_Task requirements_
Begin at the line below that has "or the process" and stop after the line that has "not split label". Please restate only those lines, word for word.

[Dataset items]
========================
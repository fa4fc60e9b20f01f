//! Command-line path checks, run before any file is read.

use std::path::{Path, PathBuf};

use thiserror::Error;

#[derive(Debug, Clone, PartialEq, Eq, Error)]
pub enum PathIssue {
    #[error("the given datafile path ('{}') does not refer to a file", .0.display())]
    DataFileNotFound(PathBuf),

    #[error("the given specification file path ('{}') does not refer to a file", .0.display())]
    SpecFileNotFound(PathBuf),

    #[error("the given output directory path ('{}') does not refer to a directory", .0.display())]
    OutputDirNotFound(PathBuf),
}

/// Returns every violated condition, in argument order.
pub fn validate_paths(datafile: &Path, specfile: &Path, output_dir: &Path) -> Vec<PathIssue> {
    let mut issues = Vec::new();
    if !datafile.is_file() {
        issues.push(PathIssue::DataFileNotFound(datafile.to_path_buf()));
    }
    if !specfile.is_file() {
        issues.push(PathIssue::SpecFileNotFound(specfile.to_path_buf()));
    }
    if !output_dir.is_dir() {
        issues.push(PathIssue::OutputDirNotFound(output_dir.to_path_buf()));
    }
    issues
}
//! Ordered column/value rows.

use std::sync::Arc;

/// One record of a tabular file.
///
/// Column names are shared by every row read from the same file; iteration
/// follows the header order. A record shorter than the header lacks the
/// trailing columns entirely, so [`Row::get`] reports them as absent rather
/// than empty.
#[derive(Debug, Clone, PartialEq, Eq)]
pub struct Row {
    columns: Arc<[String]>,
    values: Vec<String>,
}

impl Row {
    /// Builds a row over a shared header. Values past the end of the header
    /// are discarded.
    pub fn new(columns: Arc<[String]>, mut values: Vec<String>) -> Self {
        values.truncate(columns.len());
        Self { columns, values }
    }

    /// Builds a standalone row from `(column, value)` pairs.
    pub fn from_pairs<I, K, V>(pairs: I) -> Self
    where
        I: IntoIterator<Item = (K, V)>,
        K: Into<String>,
        V: Into<String>,
    {
        let (columns, values): (Vec<String>, Vec<String>) = pairs
            .into_iter()
            .map(|(column, value)| (column.into(), value.into()))
            .unzip();
        Self {
            columns: columns.into(),
            values,
        }
    }

    /// Returns the value stored under `column`.
    ///
    /// When the header repeats a name, the rightmost column wins.
    pub fn get(&self, column: &str) -> Option<&str> {
        let index = self.columns().iter().rposition(|name| name == column)?;
        Some(self.values[index].as_str())
    }

    pub fn contains(&self, column: &str) -> bool {
        self.columns().iter().any(|name| name == column)
    }

    /// Column names present in this row, in header order.
    pub fn columns(&self) -> &[String] {
        &self.columns[..self.values.len()]
    }

    pub fn values(&self) -> &[String] {
        &self.values
    }

    pub fn iter(&self) -> impl Iterator<Item = (&str, &str)> {
        self.columns()
            .iter()
            .zip(&self.values)
            .map(|(column, value)| (column.as_str(), value.as_str()))
    }

    pub fn len(&self) -> usize {
        self.values.len()
    }

    pub fn is_empty(&self) -> bool {
        self.values.is_empty()
    }
}
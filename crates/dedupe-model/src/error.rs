use thiserror::Error;

#[derive(Debug, Error, PartialEq, Eq)]
pub enum ModelError {
    #[error("unknown normalization method: {0}")]
    UnknownMethod(String),
}

pub type Result<T> = std::result::Result<T, ModelError>;
//! Label-driven version bump.

use super::Version;
use crate::config::{LabelsSection, VersionSection};
use crate::labels::{self, LabelSet};

/// Which labels trigger which bump.
#[derive(Debug, Clone)]
pub struct BumpPolicy {
    /// At least one of these must be fully present for any bump.
    pub combinations: Vec<LabelSet>,
    /// Bumps major and resets minor. Wins over `development`.
    pub production: String,
    /// Bumps minor.
    pub development: String,
    /// Lower-case labels and markers before matching.
    pub normalize: bool,
}

impl BumpPolicy {
    pub fn from_config(version: &VersionSection, labels: &LabelsSection) -> Self {
        Self {
            combinations: labels::combinations_from_config(&version.bump_combinations),
            production: version.production_label.clone(),
            development: version.development_label.clone(),
            normalize: labels.normalize,
        }
    }
}

/// The kind of bump applied.
#[derive(Debug, Clone, Copy, PartialEq, Eq)]
pub enum BumpKind {
    Major,
    Minor,
}

/// Result of evaluating a bump.
#[derive(Debug, Clone, Copy, PartialEq, Eq)]
pub enum BumpOutcome {
    /// No required combination is present.
    NoCombination,
    /// A combination matched but it carries neither marker.
    NoMarker,
    /// The version changed.
    Bumped { kind: BumpKind, from: Version, to: Version },
}

impl BumpOutcome {
    /// The version after the transform.
    pub fn resulting(&self, current: Version) -> Version {
        match self {
            BumpOutcome::Bumped { to, .. } => *to,
            _ => current,
        }
    }
}

/// Decide the next version for `current` given the PR's labels.
pub fn bump(current: Version, labels: &LabelSet, policy: &BumpPolicy) -> BumpOutcome {
    let (labels, combinations, production, development) = if policy.normalize {
        (
            labels.normalized(),
            policy.combinations.iter().map(LabelSet::normalized).collect::<Vec<_>>(),
            policy.production.trim().to_lowercase(),
            policy.development.trim().to_lowercase(),
        )
    } else {
        (
            labels.clone(),
            policy.combinations.clone(),
            policy.production.clone(),
            policy.development.clone(),
        )
    };

    if !labels::has_match(&labels, &combinations) {
        return BumpOutcome::NoCombination;
    }

    let (kind, to) = if labels.contains(&production) {
        (BumpKind::Major, Version::new(current.major.saturating_add(1), 0))
    } else if labels.contains(&development) {
        (BumpKind::Minor, Version::new(current.major, current.minor.saturating_add(1)))
    } else {
        return BumpOutcome::NoMarker;
    };

    BumpOutcome::Bumped {
        kind,
        from: current,
        to,
    }
}
//! Implementation of the `mlrelease version` commands.
//!
//! - `get` prints the version of record and exposes it as `pr_version`
//! - `bump` applies the label-driven bump and saves only on change
//! - `set` overwrites the record, used to roll back a release

use super::CommandContext;
use crate::cli::{LabelArgs, VersionAction, VersionCommand};
use crate::ci_output::StepOutputs;
use crate::error::{ReleaseError, Result};
use crate::labels::{LabelSet, LabelSource};
use crate::version::{BumpOutcome, BumpPolicy, Version, VersionFile, VersionStore, bump};
use std::path::PathBuf;
use tracing::info;

/// Step output carrying the current version.
pub const PR_VERSION_OUTPUT: &str = "pr_version";

/// Execute a `version` subcommand.
pub fn cmd_version(ctx: &CommandContext, cmd: VersionCommand) -> Result<()> {
    let path = cmd
        .file
        .unwrap_or_else(|| PathBuf::from(&ctx.config.version.file));
    let store = VersionFile::new(path);

    let version = match cmd.action {
        VersionAction::Get => get_version(&store, &ctx.outputs)?,
        VersionAction::Bump(args) => {
            let policy = BumpPolicy::from_config(&ctx.config.version, &ctx.config.labels);
            bump_version(&store, &resolve_labels(&args), &policy)?
        }
        VersionAction::Set(args) => set_version(&store, &args.version)?,
    };

    println!("{}", version);
    Ok(())
}

pub(crate) fn resolve_labels(args: &LabelArgs) -> LabelSet {
    let labels = LabelSource::resolve(args.labels.as_deref()).labels();
    info!(labels = %labels, "PR labels");
    labels
}

/// Read the version and record it as a step output.
pub fn get_version(store: &dyn VersionStore, outputs: &StepOutputs) -> Result<Version> {
    let version = store.load();
    info!(version = %version, "current version");
    outputs.append(&[(PR_VERSION_OUTPUT, version.to_string())])?;
    Ok(version)
}

/// Bump according to `labels`. The store is written only when the version
/// changes.
pub fn bump_version(
    store: &dyn VersionStore,
    labels: &LabelSet,
    policy: &BumpPolicy,
) -> Result<Version> {
    let current = store.load();
    let outcome = bump(current, labels, policy);

    match outcome {
        BumpOutcome::NoCombination => {
            info!(version = %current, "no required label combination present, version unchanged");
        }
        BumpOutcome::NoMarker => {
            info!(
                version = %current,
                "neither '{}' nor '{}' label present, version unchanged",
                policy.production,
                policy.development
            );
        }
        BumpOutcome::Bumped { kind, from, to } => {
            store.save(to)?;
            info!(from = %from, to = %to, kind = ?kind, "version bumped");
        }
    }

    Ok(outcome.resulting(current))
}

/// Overwrite the version with `raw`, which must be `MAJOR.MINOR`.
pub fn set_version(store: &dyn VersionStore, raw: &str) -> Result<Version> {
    let version: Version = raw
        .trim()
        .parse()
        .map_err(|e| ReleaseError::UserError(format!("invalid version: {}", e)))?;

    let previous = store.load();
    store.save(version)?;
    info!(from = %previous, to = %version, "version set");
    Ok(version)
}
//! Where PR labels come from.
//!
//! Two conventions exist in CI workflows: a JSON array dumped from the
//! triggering event (`toJson(github.event.pull_request.labels)`), and a plain
//! whitespace-separated list. [`LabelSource`] accepts both and always yields a
//! [`LabelSet`].

use super::LabelSet;
use serde_json::Value;
use tracing::warn;

/// Whitespace-separated label names (shell-style quoting allowed).
pub const PR_LABEL_NAMES_VAR: &str = "PR_LABEL_NAMES";

/// JSON array of label objects or strings.
pub const PR_LABELS_VAR: &str = "PR_LABELS";

/// Alternate JSON variable name.
pub const PR_LABELS_JSON_VAR: &str = "PR_LABELS_JSON";

/// A raw label payload and its format.
#[derive(Debug, Clone, PartialEq, Eq)]
pub enum LabelSource {
    /// `dev train "needs review"`
    Names(String),
    /// `[{"name": "dev"}, "train"]`
    Json(String),
}

impl LabelSource {
    /// Pick the label source from an explicit `--labels` value or the process
    /// environment.
    pub fn resolve(explicit: Option<&str>) -> Self {
        Self::resolve_with(explicit, |key| std::env::var(key).ok())
    }

    /// Pick the label source using `lookup` for environment variables.
    ///
    /// Precedence: explicit names, `PR_LABELS`, `PR_LABELS_JSON`. Blank
    /// values count as unset.
    pub fn resolve_with<F>(explicit: Option<&str>, lookup: F) -> Self
    where
        F: Fn(&str) -> Option<String>,
    {
        if let Some(names) = explicit.filter(|names| !names.trim().is_empty()) {
            return LabelSource::Names(names.to_string());
        }
        let lookup = |key: &str| lookup(key).filter(|value| !value.trim().is_empty());
        lookup(PR_LABELS_VAR)
            .or_else(|| lookup(PR_LABELS_JSON_VAR))
            .map(LabelSource::Json)
            .unwrap_or_else(|| LabelSource::Json("[]".to_string()))
    }

    /// Parse the payload. Malformed input yields an empty set and a warning.
    pub fn labels(&self) -> LabelSet {
        match self {
            LabelSource::Names(raw) => parse_names(raw),
            LabelSource::Json(raw) => parse_json(raw),
        }
    }
}

fn parse_names(raw: &str) -> LabelSet {
    match shell_words::split(raw) {
        Ok(words) => LabelSet::from_names(words),
        Err(e) => {
            warn!(error = %e, "could not split label list; treating as no labels");
            LabelSet::default()
        }
    }
}

fn parse_json(raw: &str) -> LabelSet {
    if raw.trim().is_empty() {
        return LabelSet::default();
    }
    match serde_json::from_str::<Vec<Value>>(raw) {
        Ok(items) => items.iter().filter_map(label_name).collect(),
        Err(e) => {
            warn!(error = %e, "could not parse label JSON; treating as no labels");
            LabelSet::default()
        }
    }
}

/// `{"name": "dev", ...}` or `"dev"`. Anything else has no name.
fn label_name(item: &Value) -> Option<String> {
    match item {
        Value::String(name) => Some(name.clone()),
        Value::Object(fields) => fields.get("name")?.as_str().map(String::from),
        _ => None,
    }
}
//! CLI argument parsing for mlrelease.
//!
//! Uses clap derive macros for declarative argument definitions.
//! This module defines the command structure; actual implementations
//! are in the `commands` module.

use crate::ci_output::GITHUB_OUTPUT_VAR;
use crate::config::DEFAULT_CONFIG_FILE;
use crate::deploy::DeployMode;
use crate::labels::PR_LABEL_NAMES_VAR;
use clap::{ArgAction, Args, Parser, Subcommand};
use std::path::PathBuf;

/// mlrelease: release automation for ML training and inference pipelines.
///
/// Each subcommand is one CI step:
/// - version bookkeeping driven by PR labels
/// - propagating the release version into component definitions
/// - merge gates on approvals and required checks
/// - deploying environments and components to Azure ML
#[derive(Parser, Debug)]
#[command(name = "mlrelease")]
#[command(author, version, about, long_about = None)]
#[command(propagate_version = true)]
pub struct Cli {
    /// Path to the config file. Defaults apply when it does not exist.
    #[arg(long, global = true, default_value = DEFAULT_CONFIG_FILE)]
    pub config: PathBuf,

    /// Increase log verbosity (-v debug, -vv trace). RUST_LOG takes precedence.
    #[arg(short, long, global = true, action = ArgAction::Count)]
    pub verbose: u8,

    /// File that step outputs are appended to. Ignored when blank.
    #[arg(long, global = true, env = GITHUB_OUTPUT_VAR, value_name = "PATH")]
    pub github_output: Option<String>,

    #[command(subcommand)]
    pub command: Command,
}

impl Cli {
    /// The step output file, if one is set and non-blank.
    pub fn output_file(&self) -> Option<PathBuf> {
        self.github_output
            .as_deref()
            .map(str::trim)
            .filter(|path| !path.is_empty())
            .map(PathBuf::from)
    }
}

/// Available commands for mlrelease.
#[derive(Subcommand, Debug)]
pub enum Command {
    /// Read, bump or set the global release version.
    Version(VersionCommand),

    /// Operate on component definition files.
    Components(ComponentsCommand),

    /// Decide which release jobs the PR labels enable.
    ///
    /// Writes exec_* flags to the step outputs.
    Actions(LabelArgs),

    /// Merge gates on a pull request.
    Gate(GateCommand),

    /// Deploy environments, components and pipelines to Azure ML.
    ///
    /// Stops at the first failed deployment.
    Deploy(DeployArgs),
}

/// Arguments for the `version` command.
#[derive(Args, Debug)]
pub struct VersionCommand {
    /// Version file (overrides `version.file` from config).
    #[arg(long, global = true)]
    pub file: Option<PathBuf>,

    #[command(subcommand)]
    pub action: VersionAction,
}

/// Version subcommands.
#[derive(Subcommand, Debug)]
pub enum VersionAction {
    /// Print the current version and record it as `pr_version`.
    Get,

    /// Bump the version according to the PR labels.
    ///
    /// `prd` bumps major, `dev` bumps minor, and only when a required label
    /// combination is present.
    Bump(LabelArgs),

    /// Overwrite the version (rollback).
    Set(SetVersionArgs),
}

/// Label input shared by `version bump` and `actions`.
///
/// Without `--labels`, labels are read as JSON from PR_LABELS or
/// PR_LABELS_JSON.
#[derive(Args, Debug)]
pub struct LabelArgs {
    /// Whitespace-separated label names (shell quoting allowed).
    #[arg(long, env = PR_LABEL_NAMES_VAR)]
    pub labels: Option<String>,
}

/// Arguments for the `version set` command.
#[derive(Args, Debug)]
pub struct SetVersionArgs {
    /// New version, as MAJOR.MINOR.
    #[arg(id = "new_version", value_name = "VERSION")]
    pub version: String,
}

/// Arguments for the `components` command.
#[derive(Args, Debug)]
pub struct ComponentsCommand {
    #[command(subcommand)]
    pub action: ComponentsAction,
}

/// Component subcommands.
#[derive(Subcommand, Debug)]
pub enum ComponentsAction {
    /// Rewrite every version field in the component definition files.
    SetVersion(SetComponentVersionArgs),
}

/// Arguments for the `components set-version` command.
#[derive(Args, Debug)]
pub struct SetComponentVersionArgs {
    /// Value written to every matching field.
    #[arg(id = "component_version", value_name = "VERSION")]
    pub version: String,

    /// Field to rewrite (overrides `components.field` from config).
    #[arg(long)]
    pub field: Option<String>,

    /// Report what would change without writing files.
    #[arg(long)]
    pub dry_run: bool,
}

/// Arguments for the `gate` command.
#[derive(Args, Debug)]
pub struct GateCommand {
    #[command(subcommand)]
    pub action: GateAction,
}

/// Gate subcommands.
#[derive(Subcommand, Debug)]
pub enum GateAction {
    /// Require enough approving reviews.
    Approvals(ApprovalsArgs),

    /// Require the named check runs to have succeeded on the PR head.
    Checks(ChecksArgs),
}

/// Pull request selection shared by the gates.
#[derive(Args, Debug)]
pub struct PullRequestArgs {
    /// Repository as owner/repo.
    #[arg(long)]
    pub repo: String,

    /// Pull request number.
    #[arg(long)]
    pub pr_number: u64,

    /// GitHub token.
    #[arg(long, env = "GITHUB_TOKEN", hide_env_values = true)]
    pub token: String,
}

/// Arguments for the `gate approvals` command.
#[derive(Args, Debug)]
pub struct ApprovalsArgs {
    #[command(flatten)]
    pub pr: PullRequestArgs,

    /// Minimum approvals, at least 1 (overrides `gate.min_approvals` from config).
    #[arg(long, value_parser = clap::value_parser!(u32).range(1..))]
    pub min_approvals: Option<u32>,
}

/// Arguments for the `gate checks` command.
#[derive(Args, Debug)]
pub struct ChecksArgs {
    #[command(flatten)]
    pub pr: PullRequestArgs,

    /// Required check name; repeat for several (replaces `gate.required_checks`).
    #[arg(long = "require")]
    pub require: Vec<String>,
}

/// Arguments for the `deploy` command.
#[derive(Args, Debug)]
pub struct DeployArgs {
    /// Deployment target: workspace or shared_registry.
    #[arg(long, env = "AZURE_MODE", value_parser = DeployMode::parse_setting, default_value = "workspace")]
    pub mode: DeployMode,

    /// Directory holding the scenario folders (overrides `deploy.source_root`).
    #[arg(long)]
    pub source_root: Option<PathBuf>,

    /// List the deployment plan without contacting Azure.
    #[arg(long)]
    pub dry_run: bool,

    #[arg(long, env = "AZURE_TENANT_ID")]
    pub tenant_id: Option<String>,

    #[arg(long, env = "AZURE_CLIENT_ID")]
    pub client_id: Option<String>,

    #[arg(long, env = "AZURE_CLIENT_SECRET", hide_env_values = true)]
    pub client_secret: Option<String>,

    #[arg(long, env = "AZURE_SUBSCRIPTION_ID")]
    pub subscription_id: Option<String>,

    #[arg(long, env = "AZURE_RESOURCE_GROUP")]
    pub resource_group: Option<String>,

    #[arg(long, env = "AZURE_WORKSPACE_NAME")]
    pub workspace_name: Option<String>,

    #[arg(long, env = "AZURE_REGISTRY_NAME")]
    pub registry_name: Option<String>,

    #[arg(long, env = "AZURE_REGISTRY_LOCATION")]
    pub registry_location: Option<String>,
}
========================
_Response for this exercise_
    /// Pick the label source from an explicit `--labels` value or the process
    /// environment.
    pub fn resolve(explicit: Option<&str>) -> Self {
        Self::resolve_with(explicit, |key| std::env::var(key).ok())
    }

    /// Pick the label source using `lookup` for environment variables.
    ///
    /// Precedence: explicit names, `PR_LABELS`, `PR_LABELS_JSON`. Blank
    /// values count as unset.
    pub fn resolve_with<F>(explicit: Option<&str>, lookup: F) -> Self
    where
        F: Fn(&str) -> Option<String>,
    {
        if let Some(names) = explicit.filter(|names| !names.trim().is_empty()) {
            return LabelSource::Names(names.to_string());
        }
        let lookup = |key: &str| lookup(key).filter(|value| !value.trim().is_empty());
        lookup(PR_LABELS_VAR)
            .or_else(|| lookup(PR_LABELS_JSON_VAR))
            .map(LabelSource::Json)
            .unwrap_or_else(|| LabelSource::Json("[]".to_string()))
    }

    /// Parse the payload. Malformed input yields an empty set and a warning.
    pub fn labels(&self) -> LabelSet {
        match self {
            LabelSource::Names(raw) => parse_names(raw),
            LabelSource::Json(raw) => parse_json(raw),
        }
    }
}

fn parse_names(raw: &str) -> LabelSet {
    match shell_words::split(raw) {
        Ok(words) => LabelSet::from_names(words),
        Err(e) => {
            warn!(error = %e, "could not split label list; treating as no labels");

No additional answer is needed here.